Qatar Investment Authority, Doha, reached an agreement to acquire an office tower in Singapore — Asia Square Tower 1 — from a real estate fund managed by BlackRock for roughly S$3.4 billion ($2.5 billion).
John Saunders, managing director and the Hong Kong-based head of Asia-Pacific for BlackRock's real estate business, said the deal should prove to be the largest single-tower real estate transaction ever for Asia, as well as the largest anywhere in the world since the global financial crisis.
A ranking of top real estate transactions provided by real estate consultancy Jones Lang LaSalle, which advised BlackRock, pegs the $2.5 billion price tag for Asia Square Tower 1 as second only to the June 2008 sale of the General Motors Building for $2.8 billion.

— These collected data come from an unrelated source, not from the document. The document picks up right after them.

// src/benchmark.rs

//! Per-job timing / resource records in the flat TSV layout consumed by
//! downstream summary tooling.
//!
//! The record format and the running-maximum bookkeeping live here. Taking
//! the measurements of a live process is the job of whatever wraps the
//! external tool; it feeds [`ResourceSample`]s in.

use std::fs::OpenOptions;
use std::io::{BufWriter, Write};
use std::path::{Path, PathBuf};

use crate::errors::Result;

pub const BENCHMARK_COLUMNS: [&str; 11] = [
    "s",
    "h:m:s",
    "max_rss",
    "max_vms",
    "max_uss",
    "max_pss",
    "io_in",
    "io_out",
    "mean_load",
    "max_gpu_load",
    "max_gpu_mem",
];

/// Resource usage of one job.
///
/// Memory figures are MB, I/O figures are MB, GPU load is percent and GPU
/// memory is MB, one entry per device the job was given.
#[derive(Debug, Clone, Default, PartialEq)]
pub struct BenchmarkRecord {
    /// Wall-clock seconds.
    pub running_time: f64,
    pub max_rss: Option<f64>,
    pub max_vms: Option<f64>,
    pub max_uss: Option<f64>,
    pub max_pss: Option<f64>,
    pub rss: Option<f64>,
    pub vms: Option<f64>,
    pub uss: Option<f64>,
    pub pss: Option<f64>,
    pub io_in: Option<f64>,
    pub io_out: Option<f64>,
    /// Divide by `running_time` for the mean load.
    pub cpu_seconds: f64,
    pub max_gpu_load: Option<Vec<f64>>,
    pub max_gpu_mem: Option<Vec<f64>>,
    pub gpu_load: Option<Vec<f64>>,
    pub gpu_mem: Option<Vec<f64>>,
    /// `elapsed` of the previous observation, used to turn CPU percent into
    /// CPU seconds.
    pub last_observed: Option<f64>,
}

const BYTES_PER_MB: f64 = 1024.0 * 1024.0;

/// Load and memory of one GPU at sampling time.
#[derive(Debug, Clone, Copy, PartialEq)]
pub struct GpuSample {
    /// Percent.
    pub load: f64,
    /// MB.
    pub memory: f64,
}

/// One measurement of a job's process tree, summed over all processes.
#[derive(Debug, Clone, Default, PartialEq)]
pub struct ResourceSample {
    /// Seconds since the job started.
    pub elapsed: f64,
    /// Summed CPU percent since the previous measurement.
    pub cpu_percent: f64,
    pub rss_bytes: u64,
    pub vms_bytes: u64,
    pub uss_bytes: u64,
    pub pss_bytes: u64,
    /// `None` where the OS does not track I/O.
    pub io: Option<IoCounters>,
    /// One entry per device assigned to the job, in assignment order.
    pub gpus: Vec<GpuSample>,
}

#[derive(Debug, Clone, Copy, Default, PartialEq, Eq)]
pub struct IoCounters {
    pub read_bytes: u64,
    pub write_bytes: u64,
}

fn to_mb(bytes: u64) -> f64 {
    bytes as f64 / BYTES_PER_MB
}

fn running_max(current: Option<f64>, value: f64) -> Option<f64> {
    Some(current.map_or(value, |c| c.max(value)))
}

pub fn header() -> String {
    BENCHMARK_COLUMNS.join("\t")
}

fn fmt_opt(value: Option<f64>) -> String {
    value.map_or_else(|| "-".to_string(), |v| format!("{v:.2}"))
}

fn fmt_list(values: Option<&[f64]>) -> String {
    match values {
        None => "-".to_string(),
        Some(vs) => vs
            .iter()
            .map(|v| format!("{v:.2}"))
            .collect::<Vec<_>>()
            .join(","),
    }
}

/// `H:MM:SS`, prefixed with `N day(s), ` past 24 hours. Fractions of a second
/// are dropped.
pub fn format_duration(seconds: f64) -> String {
    let total = if seconds.is_finite() && seconds > 0.0 {
        seconds.floor() as u64
    } else {
        0
    };
    let days = total / 86_400;
    let rem = total % 86_400;
    let (hh, rem) = (rem / 3600, rem % 3600);
    let (mm, ss) = (rem / 60, rem % 60);

    let clock = format!("{hh}:{mm:02}:{ss:02}");
    match days {
        0 => clock,
        1 => format!("1 day, {clock}"),
        n => format!("{n} days, {clock}"),
    }
}

impl BenchmarkRecord {
    /// An empty record for a job given `gpu_count` devices. GPU slots start
    /// at `-1` until the first observation.
    pub fn with_gpus(gpu_count: usize) -> Self {
        let slots = (gpu_count > 0).then(|| vec![-1.0; gpu_count]);
        Self {
            max_gpu_load: slots.clone(),
            max_gpu_mem: slots.clone(),
            gpu_load: slots.clone(),
            gpu_mem: slots,
            ..Self::default()
        }
    }

    /// Fold one measurement into the record.
    ///
    /// Memory maxima and current values are updated in MB, I/O is replaced
    /// by the latest totals, CPU seconds accumulate over the time since the
    /// previous observation and GPU slots track per-device maxima.
    pub fn observe(&mut self, sample: &ResourceSample) {
        self.running_time = sample.elapsed;
        if let Some(prev) = self.last_observed {
            let dt = (sample.elapsed - prev).max(0.0);
            self.cpu_seconds += sample.cpu_percent / 100.0 * dt;
        }
        self.last_observed = Some(sample.elapsed);

        let (rss, vms, uss, pss) = (
            to_mb(sample.rss_bytes),
            to_mb(sample.vms_bytes),
            to_mb(sample.uss_bytes),
            to_mb(sample.pss_bytes),
        );
        self.max_rss = running_max(self.max_rss, rss);
        self.max_vms = running_max(self.max_vms, vms);
        self.max_uss = running_max(self.max_uss, uss);
        self.max_pss = running_max(self.max_pss, pss);
        self.rss = Some(rss);
        self.vms = Some(vms);
        self.uss = Some(uss);
        self.pss = Some(pss);

        self.io_in = sample.io.map(|io| to_mb(io.read_bytes));
        self.io_out = sample.io.map(|io| to_mb(io.write_bytes));

        if sample.gpus.is_empty() {
            return;
        }
        let n = sample.gpus.len();
        let slots = |list: &mut Option<Vec<f64>>| {
            let v = list.get_or_insert_with(Vec::new);
            if v.len() < n {
                v.resize(n, -1.0);
            }
        };
        slots(&mut self.max_gpu_load);
        slots(&mut self.max_gpu_mem);
        slots(&mut self.gpu_load);
        slots(&mut self.gpu_mem);

        for (i, gpu) in sample.gpus.iter().enumerate() {
            if let Some(v) = self.max_gpu_load.as_mut() {
                v[i] = v[i].max(gpu.load);
            }
            if let Some(v) = self.max_gpu_mem.as_mut() {
                v[i] = v[i].max(gpu.memory);
            }
            if let Some(v) = self.gpu_load.as_mut() {
                v[i] = gpu.load;
            }
            if let Some(v) = self.gpu_mem.as_mut() {
                v[i] = gpu.memory;
            }
        }
    }

    /// Mean CPU load in percent, `-` when no time has elapsed.
    pub fn mean_load(&self) -> Option<f64> {
        (self.running_time > 0.0).then(|| 100.0 * self.cpu_seconds / self.running_time)
    }

    /// Render as one TSV row. `realtime` switches from the per-job maxima to
    /// the most recent samples.
    pub fn to_tsv(&self, realtime: bool) -> String {
        let (rss, vms, uss, pss, gpu_load, gpu_mem) = if realtime {
            (
                self.rss,
                self.vms,
                self.uss,
                self.pss,
                self.gpu_load.as_deref(),
                self.gpu_mem.as_deref(),
            )
        } else {
            (
                self.max_rss,
                self.max_vms,
                self.max_uss,
                self.max_pss,
                self.max_gpu_load.as_deref(),
                self.max_gpu_mem.as_deref(),
            )
        };

        [
            format!("{:.4}", self.running_time),
            format_duration(self.running_time),
            fmt_opt(rss),
            fmt_opt(vms),
            fmt_opt(uss),
            fmt_opt(pss),
            fmt_opt(self.io_in),
            fmt_opt(self.io_out),
            fmt_opt(self.mean_load()),
            fmt_list(gpu_load),
            fmt_list(gpu_mem),
        ]
        .join("\t")
    }
}

pub fn print_benchmark_records<W: Write>(
    records: &[BenchmarkRecord],
    out: &mut W,
    with_header: bool,
    realtime: bool,
) -> std::io::Result<()> {
    if with_header {
        writeln!(out, "{}", header())?;
    }
    for record in records {
        writeln!(out, "{}", record.to_tsv(realtime))?;
    }
    Ok(())
}

/// Write (or append) records to `path`.
pub fn write_benchmark_records(
    records: &[BenchmarkRecord],
    path: &Path,
    with_header: bool,
    append: bool,
    realtime: bool,
) -> Result<()> {
    let file = OpenOptions::new()
        .create(true)
        .write(true)
        .append(append)
        .truncate(!append)
        .open(path)?;
    let mut out = BufWriter::new(file);
    print_benchmark_records(records, &mut out, with_header, realtime)?;
    out.flush()?;
    Ok(())
}

/// Real-time benchmark file: a header on creation, then one row of current
/// values per observation.
#[derive(Debug, Clone)]
pub struct RealtimeLog {
    path: PathBuf,
}

impl RealtimeLog {
    /// Create (or truncate) the file and write the header.
    pub fn create(path: impl Into<PathBuf>) -> Result<Self> {
        let path = path.into();
        write_benchmark_records(&[], &path, true, false, true)?;
        Ok(Self { path })
    }

    pub fn path(&self) -> &Path {
        &self.path
    }

    pub fn append(&self, record: &BenchmarkRecord) -> Result<()> {
        write_benchmark_records(std::slice::from_ref(record), &self.path, false, true, true)
    }
}

/// Drives a [`BenchmarkRecord`] from a stream of samples, mirroring each
/// update into an optional [`RealtimeLog`].
#[derive(Debug)]
pub struct BenchmarkTracker {
    record: BenchmarkRecord,
    realtime: Option<RealtimeLog>,
}

impl BenchmarkTracker {
    pub fn new(gpu_count: usize) -> Self {
        Self {
            record: BenchmarkRecord::with_gpus(gpu_count),
            realtime: None,
        }
    }

    pub fn with_realtime_log(mut self, log: RealtimeLog) -> Self {
        self.realtime = Some(log);
        self
    }

    pub fn observe(&mut self, sample: &ResourceSample) -> Result<()> {
        self.record.observe(sample);
        if let Some(ref log) = self.realtime {
            log.append(&self.record)?;
        }
        Ok(())
    }

    pub fn record(&self) -> &BenchmarkRecord {
        &self.record
    }

    /// Final record with the measured wall-clock time.
    pub fn finish(mut self, running_time: f64) -> BenchmarkRecord {
        self.record.running_time = running_time;
        self.record
    }
}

In a telephone interview, Mr. Saunders called the deal “a strong statement” about Singapore's attractiveness as a “highly transparent” financial center.
Two other purchases of Asia-based properties are currently included in JLL's top-10 ranking — both for office towers in Tokyo.
With the Asia Square Tower I deal's completion, there will still be only two Asia-based transactions in that group, as the October 2014 purchase of Pacific Century Place Marunouchi by $300 billion Singapore sovereign wealth fund GIC from an arm of Hong Kong-based alternatives firm PAG for $1.7 billion falls to 11th place on JLL's list.
A Hong Kong-based spokeswoman for Qatar Investment Authority and BlackRock's Mr. Saunders separately declined to say when the deal is expected to close.
Qatar Investment Authority has an estimated $256 billion in assets.
With asset owners around the world grappling with both the prospect of interest rates being “lower for longer” and the specter of inflation “in the background,” Mr. Saunders predicted interest in real estate globally should remain strong.
Asia Square — Tower 1 and Tower 2 — was developed by MGPA, a real estate firm acquired by BlackRock in 2013, “from the ground up,” Mr. Saunders said in a joint news release by Qatar Investment Authority and BlackRock. In the interview, Mr. Saunders declined to say how the proposed sale price compares to the cost of the project's development.